5.3. Performance of FCM Clustering with Random Projection. The experimental results about FCM clustering with random projection are presented in Figure 2 where (a), (c), (e), and (g) correspond to the synthetic data set and (b), (d), (f), and (h) correspond to the ACT1 data set. The evaluation criteria used to assess proposed algorithms are FRI, (a) and (b), XB, (c) and (d), objective function, (e) and (f), and running time, (g) and (h). "SignRP" denotes the proposed algorithm with random sign matrix, "GaussRP" denotes the FCM clustering with random Gaussian matrix, "FCM" denotes the original FCM clustering algorithm, and "SVD" denotes the FCM clustering with dimensionality reduction through SVD. It should be noted that true XB value of FCM clustering in subfigure (d) is 4.03e + 12, not 0.

From Figure 2, we can see that FCM clustering with random projection is clearly more efficient than the original FCM clustering.
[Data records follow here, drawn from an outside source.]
//! The checkout flow.
//!
//! Minimal client-side validation (presence, email shape) blocks
//! submission with inline field errors; a successful submission clears the
//! cart and yields a confirmation carrying the new order id; a failed one
//! leaves the cart intact. There is no retry policy and no cancellation of
//! an in-flight submission.

use voltline_core::{Email, OrderId};

use crate::api::{ApiClient, OrderLine, OrderSubmission};
use crate::cart::Cart;
use crate::error::{ClientError, FieldError};
use crate::session::AuthSession;

/// User-entered checkout fields.
#[derive(Debug, Clone, Default)]
pub struct CheckoutForm {
    pub address: String,
    pub email: String,
    pub phone: String,
}

impl CheckoutForm {
    /// Client-side validation: presence of every field, email shape.
    ///
    /// The server remains the authority; this only catches what the form
    /// can fix before a round trip.
    #[must_use]
    pub fn validate(&self) -> Vec<FieldError> {
        let mut errors = Vec::new();
        if self.address.trim().is_empty() {
            errors.push(FieldError::new("address", "address is required"));
        }
        if Email::parse(&self.email).is_err() {
            errors.push(FieldError::new("email", "enter a valid email address"));
        }
        if self.phone.trim().is_empty() {
            errors.push(FieldError::new("phone", "phone is required"));
        }
        errors
    }
}

/// The order-confirmation view state after a successful checkout.
#[derive(Debug, Clone, Copy, PartialEq, Eq)]
pub struct CheckoutConfirmation {
    /// The id of the newly placed order.
    pub order_id: OrderId,
}

/// Submit the current cart as an order.
///
/// The session's token, when present, makes it an authenticated order;
/// otherwise it is a guest checkout. On success the cart is cleared; on
/// any failure it is left intact for the user to retry manually.
///
/// # Errors
///
/// Returns `ClientError::Validation` if the cart is empty or the form
/// fails client-side checks (no request is sent), and `ClientError::Api`
/// or `ClientError::Http` when the submission itself fails.
pub async fn submit(
    api: &ApiClient,
    session: &AuthSession,
    cart: &mut Cart,
    form: &CheckoutForm,
) -> Result<CheckoutConfirmation, ClientError> {
    let mut errors = form.validate();
    if cart.is_empty() {
        errors.push(FieldError::new("products", "your cart is empty"));
    }
    if !errors.is_empty() {
        return Err(ClientError::Validation(errors));
    }

    let submission = OrderSubmission {
        products: cart
            .items()
            .iter()
            .map(|item| OrderLine {
                product_id: item.product_id,
                quantity: item.quantity,
            })
            .collect(),
        total_price: cart.total_price(),
        address: form.address.trim().to_owned(),
        email: form.email.clone(),
        phone: form.phone.clone(),
    };

    let order = api.submit_order(session.token(), &submission).await?;

    cart.clear()?;
    tracing::info!(order_id = %order.id, "checkout complete");

    Ok(CheckoutConfirmation { order_id: order.id })
}

#[cfg(test)]
#[allow(clippy::unwrap_used)]
mod tests {
    use super::*;

    #[test]
    fn test_validate_collects_all_problems() {
        let errors = CheckoutForm::default().validate();
        let fields: Vec<&str> = errors.iter().map(|e| e.field.as_str()).collect();
        assert_eq!(fields, vec!["address", "email", "phone"]);
    }

    #[test]
    fn test_validate_accepts_complete_form() {
        let form = CheckoutForm {
            address: "1 Main St".to_owned(),
            email: "buyer@example.com".to_owned(),
            phone: "5551234567".to_owned(),
        };
        assert!(form.validate().is_empty());
    }

    #[test]
    fn test_validate_rejects_bad_email_shape() {
        let form = CheckoutForm {
            address: "1 Main St".to_owned(),
            email: "not-an-email".to_owned(),
            phone: "5551234567".to_owned(),
        };
        let errors = form.validate();
        assert_eq!(errors.len(), 1);
        assert_eq!(errors.first().unwrap().field, "email");
    }
}
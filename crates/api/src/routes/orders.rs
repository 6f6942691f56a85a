//! Order route handlers.

use axum::{
    Json,
    extract::{Path, State},
    http::StatusCode,
};
use serde::Deserialize;

use voltline_core::OrderId;

use crate::error::Result;
use crate::middleware::{OptionalAuth, RequireAuth};
use crate::models::Order;
use crate::services::orders::OrderRequest;
use crate::state::AppState;

/// Create an order. Guests welcome; a bearer token stamps the owner.
pub async fn create(
    State(state): State<AppState>,
    OptionalAuth(ctx): OptionalAuth,
    Json(req): Json<OrderRequest>,
) -> Result<(StatusCode, Json<Order>)> {
    let order = state.orders().create(ctx.as_ref(), req).await?;
    Ok((StatusCode::CREATED, Json(order)))
}

/// List the calling user's orders.
pub async fn list_own(
    State(state): State<AppState>,
    RequireAuth(ctx): RequireAuth,
) -> Result<Json<Vec<Order>>> {
    let orders = state.orders().list_for_user(&ctx).await?;
    Ok(Json(orders))
}

/// List every order. Admin only.
pub async fn list_all(
    State(state): State<AppState>,
    RequireAuth(ctx): RequireAuth,
) -> Result<Json<Vec<Order>>> {
    let orders = state.orders().list_all(&ctx).await?;
    Ok(Json(orders))
}

/// Status update input.
#[derive(Debug, Deserialize)]
pub struct UpdateStatusRequest {
    pub status: String,
}

/// Overwrite an order's status. Admin only.
pub async fn update_status(
    State(state): State<AppState>,
    RequireAuth(ctx): RequireAuth,
    Path(id): Path<OrderId>,
    Json(req): Json<UpdateStatusRequest>,
) -> Result<Json<Order>> {
    let order = state.orders().update_status(&ctx, id, &req.status).await?;
    Ok(Json(order))
}
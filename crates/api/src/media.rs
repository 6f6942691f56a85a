//! Media storage collaborator.
//!
//! Product images are handed to a media store which returns a stored-asset
//! reference URL. The disk implementation writes under an uploads
//! directory that `main` serves statically; tests use the in-memory one.

use std::path::{Path, PathBuf};

use async_trait::async_trait;
use thiserror::Error;

/// Allowed image extensions, matching the upload boundary of the admin UI.
const ALLOWED_EXTENSIONS: &[&str] = &["jpg", "jpeg", "png"];

/// Errors that can occur storing media.
#[derive(Debug, Error)]
pub enum MediaError {
    /// The uploaded file has no or an unsupported extension.
    #[error("unsupported image format: {0}")]
    UnsupportedFormat(String),

    /// The uploaded file is empty.
    #[error("uploaded file is empty")]
    EmptyFile,

    /// Filesystem error writing the asset.
    #[error("io error: {0}")]
    Io(#[from] std::io::Error),
}

/// A stored-asset reference: the URL path clients use to fetch the asset.
#[derive(Debug, Clone, PartialEq, Eq)]
pub struct MediaRef(pub String);

impl MediaRef {
    /// Returns the reference as a string slice.
    #[must_use]
    pub fn as_str(&self) -> &str {
        &self.0
    }
}

/// Media storage collaborator.
#[async_trait]
pub trait MediaStore: Send + Sync {
    /// Store an uploaded image and return its reference URL.
    ///
    /// # Errors
    ///
    /// Returns `MediaError::UnsupportedFormat` for non-image uploads,
    /// `MediaError::EmptyFile` for zero-byte uploads, and `MediaError::Io`
    /// if the backing storage fails.
    async fn store(&self, filename: &str, bytes: Vec<u8>) -> Result<MediaRef, MediaError>;
}

/// Validate the extension of an uploaded filename.
fn validated_extension(filename: &str) -> Result<String, MediaError> {
    let ext = Path::new(filename)
        .extension()
        .and_then(|e| e.to_str())
        .map(str::to_lowercase)
        .ok_or_else(|| MediaError::UnsupportedFormat(filename.to_owned()))?;

    if !ALLOWED_EXTENSIONS.contains(&ext.as_str()) {
        return Err(MediaError::UnsupportedFormat(filename.to_owned()));
    }
    Ok(ext)
}

/// Disk-backed media store.
///
/// Assets are written to `dir` under a random name and referenced as
/// `/uploads/<name>`.
pub struct DiskMediaStore {
    dir: PathBuf,
}

impl DiskMediaStore {
    /// Create a disk media store rooted at `dir`.
    ///
    /// # Errors
    ///
    /// Returns `MediaError::Io` if the directory cannot be created.
    pub fn new(dir: impl Into<PathBuf>) -> Result<Self, MediaError> {
        let dir = dir.into();
        std::fs::create_dir_all(&dir)?;
        Ok(Self { dir })
    }
}

#[async_trait]
impl MediaStore for DiskMediaStore {
    async fn store(&self, filename: &str, bytes: Vec<u8>) -> Result<MediaRef, MediaError> {
        if bytes.is_empty() {
            return Err(MediaError::EmptyFile);
        }
        let ext = validated_extension(filename)?;

        let name = format!("{}.{ext}", uuid::Uuid::new_v4());
        let path = self.dir.join(&name);
        tokio::fs::write(&path, bytes).await?;

        tracing::debug!(asset = %name, "stored product image");
        Ok(MediaRef(format!("/uploads/{name}")))
    }
}

/// In-memory media store for tests: remembers nothing but the names.
#[derive(Default)]
pub struct NullMediaStore;

#[async_trait]
impl MediaStore for NullMediaStore {
    async fn store(&self, filename: &str, bytes: Vec<u8>) -> Result<MediaRef, MediaError> {
        if bytes.is_empty() {
            return Err(MediaError::EmptyFile);
        }
        let ext = validated_extension(filename)?;
        Ok(MediaRef(format!("/uploads/{}.{ext}", uuid::Uuid::new_v4())))
    }
}

#[cfg(test)]
#[allow(clippy::unwrap_used)]
mod tests {
    use super::*;

    #[tokio::test]
    async fn test_null_store_accepts_images() {
        let media = NullMediaStore;
        let asset = media
            .store("photo.PNG", vec![1, 2, 3])
            .await
            .unwrap();
        assert!(asset.as_str().starts_with("/uploads/"));
        assert!(asset.as_str().ends_with(".png"));
    }

    #[tokio::test]
    async fn test_rejects_unsupported_format() {
        let media = NullMediaStore;
        let err = media.store("malware.exe", vec![1]).await.unwrap_err();
        assert!(matches!(err, MediaError::UnsupportedFormat(_)));
    }

    #[tokio::test]
    async fn test_rejects_empty_file() {
        let media = NullMediaStore;
        let err = media.store("photo.jpg", Vec::new()).await.unwrap_err();
        assert!(matches!(err, MediaError::EmptyFile));
    }

    #[tokio::test]
    async fn test_disk_store_writes_file() {
        let dir = std::env::temp_dir().join(format!("voltline-media-{}", uuid::Uuid::new_v4()));
        let media = DiskMediaStore::new(&dir).unwrap();

        let asset = media.store("photo.jpg", vec![0xFF, 0xD8]).await.unwrap();
        let name = asset.as_str().trim_start_matches("/uploads/");
        assert!(dir.join(name).exists());

        std::fs::remove_dir_all(&dir).unwrap();
    }
}
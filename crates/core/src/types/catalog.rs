//! Catalog classification enums.

use serde::{Deserialize, Serialize};

/// Error parsing a [`Category`] from a string.
#[derive(thiserror::Error, Debug, Clone)]
#[error("invalid category: {0}")]
pub struct CategoryError(pub String);

/// Product category.
///
/// Categories are a closed set; the storefront navigation is built from
/// them, so adding a variant is a product decision, not a data migration.
#[derive(Debug, Clone, Copy, PartialEq, Eq, Hash, Serialize, Deserialize)]
#[cfg_attr(feature = "postgres", derive(sqlx::Type))]
#[cfg_attr(
    feature = "postgres",
    sqlx(type_name = "category", rename_all = "snake_case")
)]
#[serde(rename_all = "snake_case")]
pub enum Category {
    Smartphones,
    Tablets,
    Smartwatches,
    Accessories,
}

impl Category {
    /// All categories, in navigation order.
    pub const ALL: [Self; 4] = [
        Self::Smartphones,
        Self::Tablets,
        Self::Smartwatches,
        Self::Accessories,
    ];
}

impl std::fmt::Display for Category {
    fn fmt(&self, f: &mut std::fmt::Formatter<'_>) -> std::fmt::Result {
        match self {
            Self::Smartphones => write!(f, "smartphones"),
            Self::Tablets => write!(f, "tablets"),
            Self::Smartwatches => write!(f, "smartwatches"),
            Self::Accessories => write!(f, "accessories"),
        }
    }
}

impl std::str::FromStr for Category {
    type Err = CategoryError;

    fn from_str(s: &str) -> Result<Self, Self::Err> {
        match s {
            "smartphones" => Ok(Self::Smartphones),
            "tablets" => Ok(Self::Tablets),
            "smartwatches" => Ok(Self::Smartwatches),
            "accessories" => Ok(Self::Accessories),
            _ => Err(CategoryError(s.to_owned())),
        }
    }
}

/// Error parsing a [`ProductTag`] from a string.
#[derive(thiserror::Error, Debug, Clone)]
#[error("invalid tag: {0}")]
pub struct ProductTagError(pub String);

/// Promotional label on a product, distinct from category.
#[derive(Debug, Clone, Copy, PartialEq, Eq, Hash, Serialize, Deserialize)]
#[cfg_attr(feature = "postgres", derive(sqlx::Type))]
#[cfg_attr(
    feature = "postgres",
    sqlx(type_name = "product_tag", rename_all = "snake_case")
)]
#[serde(rename_all = "snake_case")]
pub enum ProductTag {
    New,
    Sale,
    Popular,
}

impl std::fmt::Display for ProductTag {
    fn fmt(&self, f: &mut std::fmt::Formatter<'_>) -> std::fmt::Result {
        match self {
            Self::New => write!(f, "new"),
            Self::Sale => write!(f, "sale"),
            Self::Popular => write!(f, "popular"),
        }
    }
}

impl std::str::FromStr for ProductTag {
    type Err = ProductTagError;

    fn from_str(s: &str) -> Result<Self, Self::Err> {
        match s {
            "new" => Ok(Self::New),
            "sale" => Ok(Self::Sale),
            "popular" => Ok(Self::Popular),
            _ => Err(ProductTagError(s.to_owned())),
        }
    }
}

#[cfg(test)]
#[allow(clippy::unwrap_used)]
mod tests {
    use super::*;
    use std::str::FromStr;

    #[test]
    fn test_category_roundtrip() {
        for c in Category::ALL {
            assert_eq!(Category::from_str(&c.to_string()).unwrap(), c);
        }
    }

    #[test]
    fn test_category_invalid() {
        assert!(Category::from_str("laptops").is_err());
    }

    #[test]
    fn test_category_serde_snake_case() {
        let json = serde_json::to_string(&Category::Smartwatches).unwrap();
        assert_eq!(json, "\"smartwatches\"");
    }

    #[test]
    fn test_tag_roundtrip() {
        for t in [ProductTag::New, ProductTag::Sale, ProductTag::Popular] {
            assert_eq!(ProductTag::from_str(&t.to_string()).unwrap(), t);
        }
    }
}
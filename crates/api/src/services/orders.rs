//! Order service: creation, listing, and the status lifecycle.

use std::sync::Arc;

use rust_decimal::Decimal;
use serde::Deserialize;
use thiserror::Error;

use voltline_core::{Email, OrderId, OrderStatus, Phone};

use crate::config::OrderPolicy;
use crate::error::FieldError;
use crate::models::{NewOrder, Order, OrderLine};
use crate::services::auth::{AuthContext, AuthError};
use crate::store::{Store, StoreError};

/// Errors that can occur during order operations.
#[derive(Debug, Error)]
pub enum OrderError {
    /// Malformed or missing fields.
    #[error("validation failed")]
    Validation(Vec<FieldError>),

    /// Referenced order does not exist.
    #[error("order not found")]
    NotFound,

    /// Caller lacks the required capability.
    #[error(transparent)]
    Auth(#[from] AuthError),

    /// Store error.
    #[error("store error: {0}")]
    Store(#[from] StoreError),
}

/// Checkout submission as it arrives from the client.
///
/// `total_price` stays a raw JSON value so a non-numeric submission
/// surfaces as a field-level validation error rather than a body-decode
/// failure.
#[derive(Debug, Clone, Deserialize)]
#[serde(rename_all = "camelCase")]
pub struct OrderRequest {
    #[serde(default)]
    pub products: Vec<OrderLine>,
    #[serde(default)]
    pub total_price: serde_json::Value,
    #[serde(default)]
    pub address: String,
    #[serde(default)]
    pub email: String,
    #[serde(default)]
    pub phone: String,
}

/// Order service.
pub struct OrderService {
    store: Arc<dyn Store>,
    policy: OrderPolicy,
}

impl OrderService {
    /// Create a new order service.
    #[must_use]
    pub fn new(store: Arc<dyn Store>, policy: OrderPolicy) -> Self {
        Self { store, policy }
    }

    /// Create an order from a checkout submission.
    ///
    /// Guests may order; an authenticated context stamps the order's
    /// owner. With the stock-decrement policy enabled, each line reduces
    /// stock and over-stock orders are rejected before anything is
    /// written.
    ///
    /// # Errors
    ///
    /// Returns `OrderError::Validation` for an empty products sequence,
    /// non-numeric total, or malformed address/email/phone.
    pub async fn create(
        &self,
        ctx: Option<&AuthContext>,
        req: OrderRequest,
    ) -> Result<Order, OrderError> {
        let mut errors = Vec::new();

        if req.products.is_empty() {
            errors.push(FieldError::new("products", "products must not be empty"));
        }
        for line in &req.products {
            if line.quantity < 1 {
                errors.push(FieldError::new(
                    "products",
                    format!("quantity for product {} must be at least 1", line.product_id),
                ));
            }
        }

        let total_price = match parse_total(&req.total_price) {
            Some(total) => Some(total),
            None => {
                errors.push(FieldError::new("totalPrice", "totalPrice must be numeric"));
                None
            }
        };

        if req.address.trim().is_empty() {
            errors.push(FieldError::new("address", "address is required"));
        }
        let email = match Email::parse(&req.email) {
            Ok(email) => Some(email),
            Err(e) => {
                errors.push(FieldError::new("email", e.to_string()));
                None
            }
        };
        let phone = match Phone::parse(&req.phone) {
            Ok(phone) => Some(phone),
            Err(e) => {
                errors.push(FieldError::new("phone", e.to_string()));
                None
            }
        };

        let (Some(total_price), Some(email), Some(phone), true) =
            (total_price, email, phone, errors.is_empty())
        else {
            return Err(OrderError::Validation(errors));
        };

        if self.policy.decrement_stock {
            self.reserve_stock(&req.products).await?;
        }

        let order = self
            .store
            .insert_order(NewOrder {
                user_id: ctx.map(|c| c.user_id),
                products: req.products,
                total_price,
                address: req.address.trim().to_owned(),
                email,
                phone,
            })
            .await?;

        tracing::info!(order_id = %order.id, lines = order.products.len(), "order placed");
        Ok(order)
    }

    /// List the calling user's orders, newest first.
    ///
    /// # Errors
    ///
    /// Returns `OrderError::Store` if the query fails.
    pub async fn list_for_user(&self, ctx: &AuthContext) -> Result<Vec<Order>, OrderError> {
        Ok(self.store.list_orders_for_user(ctx.user_id).await?)
    }

    /// List every order, newest first. Admin only.
    ///
    /// # Errors
    ///
    /// Returns `OrderError::Auth` for non-admin callers.
    pub async fn list_all(&self, ctx: &AuthContext) -> Result<Vec<Order>, OrderError> {
        ctx.require_admin().map_err(OrderError::Auth)?;
        Ok(self.store.list_orders().await?)
    }

    /// Overwrite an order's status. Admin only.
    ///
    /// The status value is parsed here so an unknown value is a
    /// validation error, not a decode failure. With the forward-only
    /// policy enabled, transitions may not regress.
    ///
    /// # Errors
    ///
    /// Returns `OrderError::Auth` for non-admin callers,
    /// `OrderError::Validation` for an unknown or regressing status, and
    /// `OrderError::NotFound` if the order is absent.
    pub async fn update_status(
        &self,
        ctx: &AuthContext,
        id: OrderId,
        status: &str,
    ) -> Result<Order, OrderError> {
        ctx.require_admin().map_err(OrderError::Auth)?;

        let status: OrderStatus = status.parse().map_err(|_| {
            OrderError::Validation(vec![FieldError::new(
                "status",
                "status must be one of \"pending\", \"shipped\", \"delivered\"",
            )])
        })?;

        if self.policy.enforce_status_flow {
            let current = self
                .store
                .order_by_id(id)
                .await?
                .ok_or(OrderError::NotFound)?;
            if status.rank() < current.status.rank() {
                return Err(OrderError::Validation(vec![FieldError::new(
                    "status",
                    format!("status cannot move back from {} to {status}", current.status),
                )]));
            }
        }

        let order = self
            .store
            .update_order_status(id, status)
            .await
            .map_err(|e| match e {
                StoreError::NotFound => OrderError::NotFound,
                other => OrderError::Store(other),
            })?;

        tracing::info!(order_id = %order.id, status = %order.status, "order status updated");
        Ok(order)
    }

    /// Decrement stock for every line, failing the whole order if any
    /// product has too few units.
    async fn reserve_stock(&self, lines: &[OrderLine]) -> Result<(), OrderError> {
        for line in lines {
            let ok = match self.store.decrement_stock(line.product_id, line.quantity).await {
                Ok(ok) => ok,
                // Orders reference products without existence enforcement,
                // so a vanished product fails like an out-of-stock one
                Err(StoreError::NotFound) => false,
                Err(other) => return Err(OrderError::Store(other)),
            };
            if !ok {
                return Err(OrderError::Validation(vec![FieldError::new(
                    "products",
                    format!("insufficient stock for product {}", line.product_id),
                )]));
            }
        }
        Ok(())
    }
}

/// Accept a JSON number or a numeric string as the order total.
fn parse_total(value: &serde_json::Value) -> Option<Decimal> {
    let total = match value {
        serde_json::Value::Number(n) => n.to_string().parse::<Decimal>().ok()?,
        serde_json::Value::String(s) => s.parse::<Decimal>().ok()?,
        _ => return None,
    };
    (total >= Decimal::ZERO).then_some(total)
}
When number of dimensions t is above certain bound, the validity indices are nearly stable and similar to the ones of naive FCM clustering for both data sets. This verifies the conclusion that "accuracy of clustering algorithm can be preserved when the dimensionality exceeds a certain bound." The effectiveness for random projection method is also verified by the small bound compared to the total dimensions (30/1000 for synthetic data and 300/67500 for ACT1 data). Besides, the two different kinds of random projection methods have the similar impact on FCM clustering because of the analogous plot.

The higher objective function values and the smaller XB indices of SVD method for synthetic data set indicate that the generated clustering solution has better separation degree between clusters. The external cluster validation indices also verify that SVD method has better clustering results for synthetic data. These observations state that SVD method is more suitable for Gaussian mixture data sets than FCM clustering with random projection and naive FCM clustering.

Although the SVD method has a higher FRI for synthetic data set, the random projection methods have analogous FRI values for ACT1 data set and better objective function values for both data sets. In addition, the random projection approaches are obviously more efficient as the SVD needs cubic time of dimensionality. Hence, these observations indicate that our algorithm is quite encouraging in practice.

5.4. Comparisons of Different Cluster Ensemble Methods. The comparisons of different cluster ensemble approaches are shown in Figure 3 and Table 1. Similarly, (a) and (c) of the figure correspond to the synthetic data set and (b) and (d) corresponds to the ACT2 data set. We use RI, (a) and (b), and running time, (c) and (d), to present the performance of ensemble methods. Meanwhile, the meanings of EFCMA, EFCM-C, and EFCM-S are identical to the ones in Section 4.2. In order to get crisp partition for EFCM-A and EFCM-C, we used hierarchical clustering-complete linkage method after getting the distance matrix as in [21]. Since all three cluster ensemble methods get perfect partition results on synthetic data set, we only compare CVNN indices of different ensemble methods on ACT2 data set, which is presented in Table 1.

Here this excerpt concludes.